Mientras el sistema internacional avanza hacia una revalorización del territorio, de las rutas estratégicas, de los recursos críticos y de los espacios polares, nuestra política austral continúa observando el extremo sur con una mirada dispersa y tímida, sin registrar los cambios del orden geopolítico y geoeconómico en marcha.
Las demoras en la reglamentación del Estatuto Antártico y en torno a la defensa de nuestra plataforma continental magallánica, las desprolijidades aún no resueltas en la delimitación del Parque Marino Islas Diego Ramírez-Paso Drake, las incertezas exhibidas respecto del marco legal y político que rige nuestro Estrecho de Magallanes, o la falta de un examen más riguroso de iniciativas como el Tratado de Alta Mar, retratan las dificultades que hereda nuestra política exterior para desplegar una política austral para un futuro que ya es palpable, que se centre en el valor del territorio y del paisaje, se cohesione con nuestras comunidades australes, y que esté jerarquizada bajo un mando político único.

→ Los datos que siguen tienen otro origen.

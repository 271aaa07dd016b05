//! Drop-shadow alpha plane.
//!
//! The shadow is the image silhouette blurred by three box passes per axis,
//! which approximates a Gaussian of the requested sigma in linear time
//! regardless of radius. Rows are blurred in parallel with rayon; columns
//! are handled by transposing and blurring rows again.

use super::calculations::box_sizes_for_gauss;
use rayon::prelude::*;

/// A single-channel `f32` plane, row-major.
#[derive(Debug, Clone, PartialEq)]
pub struct AlphaPlane {
    pub width: usize,
    pub height: usize,
    pub data: Vec<f32>,
}

impl AlphaPlane {
    pub fn new(width: usize, height: usize) -> Self {
        Self {
            width,
            height,
            data: vec![0.0; width * height],
        }
    }

    pub fn get(&self, x: usize, y: usize) -> f32 {
        self.data[y * self.width + x]
    }

    pub fn set(&mut self, x: usize, y: usize, value: f32) {
        self.data[y * self.width + x] = value;
    }

    fn transposed(&self) -> AlphaPlane {
        let mut out = AlphaPlane::new(self.height, self.width);
        out.data
            .par_chunks_mut(self.height)
            .enumerate()
            .for_each(|(x, column)| {
                for (y, value) in column.iter_mut().enumerate() {
                    *value = self.data[y * self.width + x];
                }
            });
        out
    }

    fn blur_rows(&mut self, radius: usize) {
        if radius == 0 || self.width == 0 {
            return;
        }
        let width = self.width;
        self.data.par_chunks_mut(width).for_each(|row| {
            let blurred = box_blur_line(row, radius);
            row.copy_from_slice(&blurred);
        });
    }

    /// Gaussian-approximating blur; values outside the plane count as zero.
    pub fn blur(&self, sigma: f64) -> AlphaPlane {
        let radii: Vec<usize> = box_sizes_for_gauss(sigma, 3)
            .into_iter()
            .map(|w| (w - 1) / 2)
            .collect();
        if radii.iter().all(|&r| r == 0) {
            return self.clone();
        }

        let mut plane = self.clone();
        for &r in &radii {
            plane.blur_rows(r);
        }
        let mut plane = plane.transposed();
        for &r in &radii {
            plane.blur_rows(r);
        }
        plane.transposed()
    }
}

/// Running-sum box blur of one line with a zero border.
fn box_blur_line(line: &[f32], radius: usize) -> Vec<f32> {
    let len = line.len();
    let window = (2 * radius + 1) as f32;
    let mut out = vec![0.0; len];
    let mut sum: f32 = line.iter().take(radius.min(len)).sum();

    for (i, value) in out.iter_mut().enumerate() {
        let incoming = i + radius;
        if incoming < len {
            sum += line[incoming];
        }
        *value = sum / window;
        if i >= radius {
            sum -= line[i - radius];
        }
    }
    out
}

La tríada “Magallanes–Mar Austral–Península Antártica” constituye uno de los activos geopolíticos más relevantes del hemisferio sur. Sin embargo, el país continúa abordando este espacio con políticas sectoriales fragmentadas y una insuficiente conciencia de su revalorización estratégica. La consecuencia es evidente: poseemos un activo de valor creciente en el sistema internacional, pero carecemos todavía de una arquitectura política que permita convertir esa ventaja geográfica -y aglomerar nuestras capacidades-, bajo un concepto político que proyecte a Chile en una posición austral privilegiada.
La geografía por sí sola no produce poder. El poder surge cuando una comunidad política comprende el significado estratégico de su territorio y organiza sus instituciones para proyectarlo. La historia demuestra que los espacios que no son valorizados por quienes los poseen terminan siendo considerados por otros actores con mayor claridad estratégica.

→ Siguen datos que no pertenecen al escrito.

//! Composition model: editing state and placement geometry.
//!
//! [`compute_layout`] is the single geometry path shared by the preview and
//! the export. Both the frame and the corner radius are linear in the canvas
//! side, so a composition looks proportionally identical at 350px and at
//! 2000px:
//!
//! ```text
//! frame  = canvas * clamp(scale, min_scale, 1) * preview_factor
//! radius = clamp(setting, 0, max_radius) * style_multiplier * canvas / reference_canvas
//! ```
//!
//! `style_multiplier` is `smooth_multiplier` (1.5 by default) for
//! [`CornerStyle::Smooth`] and 1 for [`CornerStyle::Standard`].

use crate::background::{BackgroundSpec, default_background};
use crate::config::CompositionProfile;
use image::DynamicImage;
use std::sync::Arc;
use thiserror::Error;

#[derive(Error, Debug, Clone, PartialEq)]
pub enum LayoutError {
    #[error("Invalid argument: {0}")]
    InvalidArgument(String),
}

/// Rounding curve used to clip the placed image.
#[derive(Debug, Clone, Copy, PartialEq, Eq, Default, serde::Serialize, serde::Deserialize)]
#[serde(rename_all = "snake_case")]
pub enum CornerStyle {
    /// Continuous (superellipse) corners.
    Smooth,
    /// Circular-arc corners.
    #[default]
    Standard,
}

impl CornerStyle {
    pub fn toggled(self) -> Self {
        match self {
            CornerStyle::Smooth => CornerStyle::Standard,
            CornerStyle::Standard => CornerStyle::Smooth,
        }
    }

    /// Radius multiplier for this style under `profile`.
    pub fn multiplier(self, profile: &CompositionProfile) -> f64 {
        match self {
            CornerStyle::Smooth => profile.smooth_multiplier,
            CornerStyle::Standard => 1.0,
        }
    }

    pub fn label(self) -> &'static str {
        match self {
            CornerStyle::Smooth => "smooth",
            CornerStyle::Standard => "standard",
        }
    }
}

/// Editing state for one session.
///
/// The source image is shared behind an `Arc` so a render or an export can
/// hold it while the session keeps accepting edits.
#[derive(Debug, Clone)]
pub struct CompositionState {
    pub source_image: Option<Arc<DynamicImage>>,
    pub background: &'static BackgroundSpec,
    pub corner_radius: f64,
    pub image_scale: f64,
    pub corner_style: CornerStyle,
}

impl CompositionState {
    /// Fresh state with the profile's default settings and no image.
    pub fn new(profile: &CompositionProfile) -> Self {
        Self {
            source_image: None,
            background: default_background(),
            corner_radius: profile.default_corner_radius,
            image_scale: profile.default_image_scale,
            corner_style: CornerStyle::default(),
        }
    }

    pub fn has_source_image(&self) -> bool {
        self.source_image.is_some()
    }
}

/// Placement of the source image on a square canvas.
#[derive(Debug, Clone, Copy, PartialEq)]
pub struct Layout {
    pub frame_width: f64,
    pub frame_height: f64,
    pub corner_radius_px: f64,
    pub corner_style: CornerStyle,
}

/// Clamp the corner-radius setting into `[0, max_corner_radius]`. NaN maps to 0.
///
/// Profiles are not necessarily validated: a negative or NaN maximum
/// collapses the range to 0.
pub fn clamp_corner_radius(value: f64, profile: &CompositionProfile) -> f64 {
    if value.is_nan() {
        return 0.0;
    }
    value.clamp(0.0, profile.max_corner_radius.max(0.0))
}

/// Clamp the image-scale setting into `[min_image_scale, 1]`. NaN maps to the minimum.
///
/// A minimum outside `[0, 1]` (or NaN) is pulled into that range first.
pub fn clamp_image_scale(value: f64, profile: &CompositionProfile) -> f64 {
    let min = profile.min_image_scale.max(0.0).min(1.0);
    if value.is_nan() {
        return min;
    }
    value.clamp(min, 1.0)
}

/// Compute the image frame and corner radius for a `canvas_size` square.
///
/// Out-of-range settings are clamped rather than rejected. The returned
/// radius follows the proportionality law exactly; fitting it into the
/// drawn rectangle is the renderer's job.
pub fn compute_layout(
    canvas_size: f64,
    state: &CompositionState,
    profile: &CompositionProfile,
) -> Result<Layout, LayoutError> {
    if !(canvas_size.is_finite() && canvas_size > 0.0) {
        return Err(LayoutError::InvalidArgument(format!(
            "canvas size must be positive, got {canvas_size}"
        )));
    }

    let scale = clamp_image_scale(state.image_scale, profile);
    let frame = canvas_size * scale * profile.preview_factor.clamp(f64::MIN_POSITIVE, 1.0);

    let setting = clamp_corner_radius(state.corner_radius, profile);
    let radius = setting * state.corner_style.multiplier(profile) * canvas_size
        / profile.reference_canvas;

    Ok(Layout {
        frame_width: frame,
        frame_height: frame,
        corner_radius_px: radius,
        corner_style: state.corner_style,
    })
}

#[cfg(test)]
mod tests {
    use super::*;
    use crate::background::find_background;

    fn state(radius: f64, scale: f64, style: CornerStyle) -> CompositionState {
        CompositionState {
            corner_radius: radius,
            image_scale: scale,
            corner_style: style,
            ..CompositionState::new(&CompositionProfile::default())
        }
    }

    fn layout(canvas: f64, s: &CompositionState) -> Layout {
        compute_layout(canvas, s, &CompositionProfile::default()).unwrap()
    }

    #[test]
    fn new_state_uses_profile_defaults() {
        let s = CompositionState::new(&CompositionProfile::default());
        assert!(!s.has_source_image());
        assert_eq!(s.background.id, "gradient1");
        assert_eq!(s.corner_radius, 0.0);
        assert_eq!(s.image_scale, 0.8);
        assert_eq!(s.corner_style, CornerStyle::Standard);
    }

    #[test]
    fn smooth_preview_scenario() {
        let mut s = state(20.0, 0.85, CornerStyle::Smooth);
        s.background = find_background("gradient1").unwrap();
        let l = layout(350.0, &s);
        assert!((l.corner_radius_px - 30.0).abs() < 1e-9);
    }

    #[test]
    fn smooth_export_scenario_scales_radius() {
        let s = state(20.0, 0.85, CornerStyle::Smooth);
        let l = layout(2000.0, &s);
        assert!((l.corner_radius_px - 30.0 * (2000.0 / 350.0)).abs() < 1e-9);
    }

    #[test]
    fn proportionality_law_across_canvas_sizes() {
        let sizes = [1.0, 64.0, 350.0, 999.0, 2000.0, 4096.0];
        for style in [CornerStyle::Smooth, CornerStyle::Standard] {
            for radius in [0.0, 7.5, 20.0, 100.0, 250.0] {
                let s = state(radius, 0.6, style);
                let reference = layout(350.0, &s).corner_radius_px / 350.0;
                for c in sizes {
                    let ratio = layout(c, &s).corner_radius_px / c;
                    let tolerance = 1e-6 * reference.abs().max(1e-12);
                    assert!(
                        (ratio - reference).abs() <= tolerance,
                        "ratio drifted at canvas {c}: {ratio} vs {reference}"
                    );
                }
            }
        }
    }

    #[test]
    fn frame_is_proportional_too() {
        let s = state(10.0, 0.5, CornerStyle::Standard);
        let a = layout(350.0, &s);
        let b = layout(2000.0, &s);
        assert!((a.frame_width / 350.0 - b.frame_width / 2000.0).abs() < 1e-12);
    }

    #[test]
    fn smooth_is_exactly_one_and_a_half_standard() {
        for radius in [1.0, 20.0, 33.3, 100.0] {
            let smooth = layout(777.0, &state(radius, 0.8, CornerStyle::Smooth));
            let standard = layout(777.0, &state(radius, 0.8, CornerStyle::Standard));
            assert!((smooth.corner_radius_px - 1.5 * standard.corner_radius_px).abs() < 1e-9);
        }
    }

    #[test]
    fn scale_is_strictly_monotonic() {
        let mut previous = 0.0;
        for step in 0..=14 {
            let scale = 0.3 + step as f64 * 0.05;
            let l = layout(2000.0, &state(0.0, scale, CornerStyle::Standard));
            assert!(l.frame_width > previous, "not increasing at scale {scale}");
            assert_eq!(l.frame_width, l.frame_height);
            previous = l.frame_width;
        }
    }

    #[test]
    fn frame_uses_preview_factor() {
        let l = layout(1000.0, &state(0.0, 1.0, CornerStyle::Standard));
        assert!((l.frame_width - 850.0).abs() < 1e-9);
    }

    #[test]
    fn out_of_range_settings_are_clamped() {
        let huge = layout(500.0, &state(1e9, 50.0, CornerStyle::Smooth));
        assert!(huge.frame_width <= 500.0);
        assert!(huge.frame_height <= 500.0);
        let capped = layout(500.0, &state(100.0, 1.0, CornerStyle::Smooth));
        assert_eq!(huge, capped);

        let negative = layout(500.0, &state(-40.0, -3.0, CornerStyle::Standard));
        assert_eq!(negative.corner_radius_px, 0.0);
        let minimum = layout(500.0, &state(0.0, 0.3, CornerStyle::Standard));
        assert_eq!(negative.frame_width, minimum.frame_width);
    }

    #[test]
    fn nan_settings_are_clamped() {
        let l = layout(500.0, &state(f64::NAN, f64::NAN, CornerStyle::Standard));
        assert_eq!(l.corner_radius_px, 0.0);
        assert!(l.frame_width > 0.0);
    }

    #[test]
    fn non_positive_canvas_is_invalid() {
        let s = state(10.0, 0.5, CornerStyle::Standard);
        let profile = CompositionProfile::default();
        for c in [0.0, -1.0, f64::NAN, f64::INFINITY] {
            assert!(matches!(
                compute_layout(c, &s, &profile),
                Err(LayoutError::InvalidArgument(_))
            ));
        }
    }

    #[test]
    fn other_profile_constants_are_honoured() {
        let profile = CompositionProfile {
            max_corner_radius: 40.0,
            min_image_scale: 0.4,
            preview_factor: 0.7,
            ..CompositionProfile::default()
        };
        let s = state(50.0, 0.1, CornerStyle::Standard);
        let l = compute_layout(350.0, &s, &profile).unwrap();
        assert!((l.corner_radius_px - 40.0).abs() < 1e-9);
        assert!((l.frame_width - 350.0 * 0.4 * 0.7).abs() < 1e-9);
    }

    #[test]
    fn style_toggles() {
        assert_eq!(CornerStyle::Smooth.toggled(), CornerStyle::Standard);
        assert_eq!(CornerStyle::Standard.toggled(), CornerStyle::Smooth);
    }

    #[test]
    fn unvalidated_profile_bounds_do_not_panic() {
        let inverted = CompositionProfile {
            min_image_scale: 1.5,
            max_corner_radius: -10.0,
            ..CompositionProfile::default()
        };
        assert_eq!(clamp_image_scale(0.5, &inverted), 1.0);
        assert_eq!(clamp_corner_radius(30.0, &inverted), 0.0);
        let layout = compute_layout(350.0, &state(30.0, 0.5, CornerStyle::Standard), &inverted)
            .unwrap();
        assert_eq!(layout.corner_radius_px, 0.0);
        assert!((layout.frame_width - 350.0 * 0.85).abs() < 1e-9);

        let nan = CompositionProfile {
            min_image_scale: f64::NAN,
            max_corner_radius: f64::NAN,
            ..CompositionProfile::default()
        };
        assert_eq!(clamp_image_scale(0.5, &nan), 0.5);
        assert_eq!(clamp_image_scale(f64::NAN, &nan), 0.0);
        assert_eq!(clamp_corner_radius(30.0, &nan), 0.0);
        assert!(compute_layout(350.0, &state(30.0, 0.5, CornerStyle::Smooth), &nan).is_ok());
    }
}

Lo que hoy observamos en el extremo austral del planeta es precisamente ese fenómeno. Mientras China incrementa su infraestructura polar, Argentina fortalece sus capacidades logísticas antárticas y ordena toda su política austral bajo una Secretaría de Malvinas, Antártida y Atlántico Sur (en Cancillería), Australia amplía su presencia científica y las grandes potencias incorporan el sur global dentro de sus cálculos estratégicos de largo plazo, nuestro país aún no termina de asumir el austro como una pieza única, protagónica y central en la nueva geopolítica global.
La creciente centralidad de la geografía en la que se inserta Magallanes y Antártica Chilena, obligan a una revisión profunda de nuestras prioridades e institucionalidad. Si durante gran parte del siglo XX el norte fue el horizonte natural de la política internacional, el siglo XXI comienza a mostrar que los espacios australes están adquiriendo un valor creciente para la seguridad global, la gobernanza climática, las cadenas logísticas, la investigación científica y la futura competencia por recursos estratégicos. En este sentido, el papel ordenador de nuestra Cancillería es indispensable, tal vez bajo una gran división austral, que dirija y coordine la política austral de la triada aludida con una mirada geopolítica.

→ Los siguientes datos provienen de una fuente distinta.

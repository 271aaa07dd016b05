//! Editing session: the single owner of the composition state.
//!
//! Every mutation is a discrete event; the presentation layer calls
//! [`EditorSession::preview`] after each one to re-render.
//!
//! [`EditorSession::begin_export`] snapshots the state and returns an owned
//! future that borrows nothing from the session. Edits keep flowing while a
//! save is in flight and never affect the bitmap being written; a second
//! export may start before the first one has answered.
//!
//! The "exporting" flag is cosmetic. It is raised when an export starts and
//! drops on its own after `export.indicator_seconds`, whether or not the
//! library has answered. Each library answer is queued for the alert
//! presenter, which takes every one exactly once via
//! [`EditorSession::take_result`].

use crate::background::find_background;
use crate::composition::{
    CompositionState, CornerStyle, LayoutError, clamp_corner_radius, clamp_image_scale,
};
use crate::config::StudioConfig;
use crate::export::{ExportError, ExportResult, export_and_save};
use crate::imaging::Renderer;
use crate::library::PhotoLibrary;
use crate::source::{ImageSource, decode_source};
use image::RgbImage;
use std::collections::VecDeque;
use std::sync::{Arc, Mutex, PoisonError};
use std::time::{Duration, Instant};
use thiserror::Error;

#[derive(Error, Debug, Clone, PartialEq)]
pub enum SessionError {
    #[error("Unknown background: {0}")]
    UnknownBackground(String),
    #[error("Export failed: {0}")]
    Export(#[from] ExportError),
}

pub struct EditorSession {
    config: StudioConfig,
    renderer: Renderer,
    state: CompositionState,
    export_started: Option<Instant>,
    results: Arc<Mutex<VecDeque<ExportResult>>>,
}

impl EditorSession {
    pub fn new(config: StudioConfig) -> Self {
        let renderer = Renderer::from_config(&config);
        let state = CompositionState::new(&config.composition);
        Self {
            config,
            renderer,
            state,
            export_started: None,
            results: Arc::default(),
        }
    }

    pub fn state(&self) -> &CompositionState {
        &self.state
    }

    pub fn config(&self) -> &StudioConfig {
        &self.config
    }

    pub fn select_background(&mut self, key: &str) -> Result<(), SessionError> {
        let spec =
            find_background(key).ok_or_else(|| SessionError::UnknownBackground(key.to_string()))?;
        self.state.background = spec;
        Ok(())
    }

    pub fn set_corner_radius(&mut self, value: f64) {
        self.state.corner_radius = clamp_corner_radius(value, &self.config.composition);
    }

    pub fn set_image_scale(&mut self, value: f64) {
        self.state.image_scale = clamp_image_scale(value, &self.config.composition);
    }

    pub fn set_corner_style(&mut self, style: CornerStyle) {
        self.state.corner_style = style;
    }

    pub fn toggle_corner_style(&mut self) {
        self.state.corner_style = self.state.corner_style.toggled();
    }

    /// Replace the source image with decoded picker bytes.
    ///
    /// Returns `false` (state untouched) when the bytes are not an image.
    pub fn ingest_picked(&mut self, bytes: &[u8]) -> bool {
        match decode_source(bytes) {
            Some(img) => {
                log::debug!("source image {}x{}", img.width(), img.height());
                self.state.source_image = Some(Arc::new(img));
                true
            }
            None => false,
        }
    }

    /// Ask `source` for an image and ingest it. A cancelled pick is a no-op.
    pub async fn pick_from<S: ImageSource>(&mut self, source: &S) -> bool {
        match source.pick_image().await {
            Some(bytes) => self.ingest_picked(&bytes),
            None => false,
        }
    }

    /// Render the current state at the preview size.
    pub fn preview(&self) -> Result<RgbImage, LayoutError> {
        self.renderer
            .render(self.config.preview.canvas_size, &self.state)
    }

    /// Whether the export control should be enabled.
    pub fn can_export(&self) -> bool {
        self.state.has_source_image()
    }

    /// The cosmetic exporting indicator.
    pub fn is_exporting(&self) -> bool {
        let window = Duration::try_from_secs_f64(self.config.export.indicator_seconds)
            .unwrap_or(Duration::ZERO);
        self.export_started
            .is_some_and(|started| started.elapsed() < window)
    }

    /// Start exporting the current state to `library`.
    ///
    /// The precondition is checked and the state snapshotted immediately;
    /// the returned future renders, saves, and queues the outcome for
    /// [`take_result`](Self::take_result). It holds no borrow of the
    /// session, so it can be spawned or awaited alongside further edits.
    pub fn begin_export<L>(
        &mut self,
        library: Arc<L>,
    ) -> Result<
        impl Future<Output = Result<ExportResult, ExportError>> + Send + use<L>,
        SessionError,
    >
    where
        L: PhotoLibrary + Send + Sync + 'static,
    {
        if !self.can_export() {
            return Err(ExportError::MissingSourceImage.into());
        }
        self.export_started = Some(Instant::now());
        let snapshot = self.state.clone();
        let config = self.config.clone();
        let results = Arc::clone(&self.results);
        Ok(async move {
            let result = export_and_save(&snapshot, &config, library.as_ref()).await?;
            results
                .lock()
                .unwrap_or_else(PoisonError::into_inner)
                .push_back(result);
            Ok(result)
        })
    }

    /// Hand the oldest unpresented export outcome to the alert presenter.
    pub fn take_result(&mut self) -> Option<ExportResult> {
        self.results
            .lock()
            .unwrap_or_else(PoisonError::into_inner)
            .pop_front()
    }

    /// Slider label for the corner radius, e.g. `Corner Radius: 20`.
    pub fn corner_radius_label(&self) -> String {
        format!("Corner Radius: {}", self.state.corner_radius.trunc() as i64)
    }

    /// Slider label for the image scale, e.g. `Image Size: 80%`.
    pub fn image_scale_label(&self) -> String {
        format!(
            "Image Size: {}%",
            (self.state.image_scale * 100.0).trunc() as i64
        )
    }
}

#[cfg(test)]
mod tests {
    use super::*;
    use crate::library::tests::MockLibrary;
    use crate::source::tests::MockSource;
    use crate::test_helpers::png_bytes;

    fn small_config() -> StudioConfig {
        let mut config = StudioConfig::default();
        config.preview.canvas_size = 64;
        config.export.canvas_size = 96;
        config
    }

    #[test]
    fn new_session_defaults() {
        let session = EditorSession::new(StudioConfig::default());
        assert_eq!(session.state().background.id, "gradient1");
        assert!(!session.can_export());
        assert!(!session.is_exporting());
        assert_eq!(session.corner_radius_label(), "Corner Radius: 0");
        assert_eq!(session.image_scale_label(), "Image Size: 80%");
    }

    #[test]
    fn setters_clamp_to_profile() {
        let mut session = EditorSession::new(StudioConfig::default());
        session.set_corner_radius(250.0);
        session.set_image_scale(0.05);
        assert_eq!(session.state().corner_radius, 100.0);
        assert_eq!(session.state().image_scale, 0.3);
        session.set_corner_radius(-1.0);
        session.set_image_scale(4.0);
        assert_eq!(session.state().corner_radius, 0.0);
        assert_eq!(session.state().image_scale, 1.0);
    }

    #[test]
    fn select_background_by_id() {
        let mut session = EditorSession::new(StudioConfig::default());
        session.select_background("solid4").unwrap();
        assert_eq!(session.state().background.name, "White");
        assert_eq!(
            session.select_background("tartan"),
            Err(SessionError::UnknownBackground("tartan".into()))
        );
        assert_eq!(session.state().background.name, "White");
    }

    #[test]
    fn toggle_style() {
        let mut session = EditorSession::new(StudioConfig::default());
        session.toggle_corner_style();
        assert_eq!(session.state().corner_style, CornerStyle::Smooth);
        session.toggle_corner_style();
        assert_eq!(session.state().corner_style, CornerStyle::Standard);
    }

    #[test]
    fn ingest_valid_bytes_sets_image() {
        let mut session = EditorSession::new(small_config());
        assert!(session.ingest_picked(&png_bytes(10, 20)));
        assert!(session.can_export());
    }

    #[test]
    fn ingest_garbage_keeps_previous_image() {
        let mut session = EditorSession::new(small_config());
        session.ingest_picked(&png_bytes(10, 20));
        assert!(!session.ingest_picked(b"garbage"));
        let img = session.state().source_image.as_ref().unwrap();
        assert_eq!((img.width(), img.height()), (10, 20));
    }

    #[tokio::test]
    async fn pick_cancelled_is_noop() {
        let mut session = EditorSession::new(small_config());
        let source = MockSource::returning(None);
        assert!(!session.pick_from(&source).await);
        assert!(!session.can_export());
        assert_eq!(source.call_count(), 1);
    }

    #[tokio::test]
    async fn pick_success_sets_image() {
        let mut session = EditorSession::new(small_config());
        let source = MockSource::returning(Some(png_bytes(4, 4)));
        assert!(session.pick_from(&source).await);
        assert!(session.can_export());
    }

    #[test]
    fn preview_uses_preview_size() {
        let session = EditorSession::new(small_config());
        assert_eq!(session.preview().unwrap().dimensions(), (64, 64));
    }

    #[test]
    fn preview_rejects_oversized_canvas() {
        let mut config = small_config();
        config.preview.canvas_size = 4_000_000_000;
        let session = EditorSession::new(config);
        assert!(matches!(
            session.preview(),
            Err(LayoutError::InvalidArgument(_))
        ));
    }

    #[test]
    fn image_scale_label_truncates() {
        let mut session = EditorSession::new(StudioConfig::default());
        session.set_image_scale(0.555);
        assert_eq!(session.image_scale_label(), "Image Size: 55%");
        session.set_image_scale(0.999);
        assert_eq!(session.image_scale_label(), "Image Size: 99%");
    }

    #[tokio::test]
    async fn export_without_image_is_precondition_error() {
        let mut session = EditorSession::new(small_config());
        let library = Arc::new(MockLibrary::succeeding());
        let result = session.begin_export(Arc::clone(&library));
        assert!(matches!(
            result,
            Err(SessionError::Export(ExportError::MissingSourceImage))
        ));
        assert!(!session.is_exporting());
        assert!(library.saved().is_empty());
        assert!(session.take_result().is_none());
    }

    #[tokio::test]
    async fn export_records_result_once() {
        let mut session = EditorSession::new(small_config());
        session.ingest_picked(&png_bytes(10, 10));
        let library = Arc::new(MockLibrary::failing());

        let result = session
            .begin_export(Arc::clone(&library))
            .unwrap()
            .await
            .unwrap();
        assert!(!result.succeeded);
        assert_eq!(session.take_result(), Some(ExportResult { succeeded: false }));
        assert_eq!(session.take_result(), None);
        assert_eq!(library.saved()[0].width, 96);
    }

    #[tokio::test]
    async fn export_does_not_mutate_state() {
        let mut session = EditorSession::new(small_config());
        session.ingest_picked(&png_bytes(10, 10));
        session.set_corner_radius(12.0);
        let before = session.preview().unwrap();
        let library = Arc::new(MockLibrary::succeeding());
        session.begin_export(library).unwrap().await.unwrap();
        assert_eq!(session.preview().unwrap().as_raw(), before.as_raw());
        assert_eq!(session.state().corner_radius, 12.0);
    }

    #[tokio::test]
    async fn exporting_flag_is_time_based() {
        let library = Arc::new(MockLibrary::succeeding());

        let mut config = small_config();
        config.export.indicator_seconds = 60.0;
        let mut session = EditorSession::new(config);
        session.ingest_picked(&png_bytes(10, 10));
        let pending = session.begin_export(Arc::clone(&library)).unwrap();
        assert!(session.is_exporting());
        pending.await.unwrap();
        // still raised although the save already completed
        assert!(session.is_exporting());

        let mut config = small_config();
        config.export.indicator_seconds = 0.0;
        let mut session = EditorSession::new(config);
        session.ingest_picked(&png_bytes(10, 10));
        session.begin_export(library).unwrap().await.unwrap();
        assert!(!session.is_exporting());
    }

    /// Library whose saves wait until the test opens the gate.
    struct GatedLibrary {
        inner: MockLibrary,
        gate: tokio::sync::Semaphore,
    }

    impl GatedLibrary {
        fn closed() -> Self {
            Self {
                inner: MockLibrary::succeeding(),
                gate: tokio::sync::Semaphore::new(0),
            }
        }
    }

    impl PhotoLibrary for GatedLibrary {
        fn save(&self, bitmap: RgbImage) -> impl Future<Output = bool> + Send {
            async move {
                let _permit = self.gate.acquire().await;
                self.inner.save(bitmap).await
            }
        }
    }

    #[tokio::test]
    async fn edits_and_second_export_while_save_pending() {
        let mut session = EditorSession::new(small_config());
        session.ingest_picked(&png_bytes(10, 10));
        let library = Arc::new(GatedLibrary::closed());

        let first = tokio::spawn(session.begin_export(Arc::clone(&library)).unwrap());
        tokio::task::yield_now().await;
        assert!(!first.is_finished());
        assert!(library.inner.saved().is_empty());

        session.set_corner_radius(40.0);
        session.select_background("solid3").unwrap();
        session.toggle_corner_style();
        assert!(session.take_result().is_none());
        let second = tokio::spawn(session.begin_export(Arc::clone(&library)).unwrap());

        library.gate.add_permits(2);
        let first = first.await.unwrap().unwrap();
        let second = second.await.unwrap().unwrap();
        assert!(first.succeeded && second.succeeded);

        assert_eq!(session.take_result(), Some(ExportResult { succeeded: true }));
        assert_eq!(session.take_result(), Some(ExportResult { succeeded: true }));
        assert_eq!(session.take_result(), None);

        let saved = library.inner.saved();
        assert_eq!(saved.len(), 2);
        // each export rendered its own snapshot
        assert_ne!(saved[0].fingerprint, saved[1].fingerprint);
        assert_eq!(session.state().corner_radius, 40.0);
    }
}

La pregunta, por tanto, no es si nuestra zona austral adquirirá importancia internacional, pues dicha transformación ya está ocurriendo. La verdadera interrogante es si nuestro país será capaz de reconocer oportunamente esa realidad y actuar en consecuencia. En este campo, el rol de nuestra política exterior es crucial, ya que bajo ella debiera edificarse una política austral del siglo XXI.
El desafío es particularmente urgente, porque la soberanía no depende exclusivamente de títulos jurídicos ni de derechos históricos. Deriva también de presencia efectiva, densidad poblacional, infraestructura, capacidad logística y voluntad política sostenida. En este sentido, el estancamiento demográfico de la Región de Magallanes y el envejecimiento acelerado de su población constituyen problemas que trascienden el ámbito regional, para convertirse en un asunto de interés estratégico nacional.
Un país que no habita plenamente sus espacios más relevantes difícilmente podrá proyectarlos como pilares de su política exterior. De allí que el fortalecimiento de la presencia chilena en el extremo austral y la creación de una institucionalidad especializada para coordinar esa tarea no constituyan únicamente una política de desarrollo regional. Representan, en realidad, una decisión de carácter geopolítico destinada a asegurar que Chile ejerza plenamente el liderazgo que su propia geografía le ha conferido.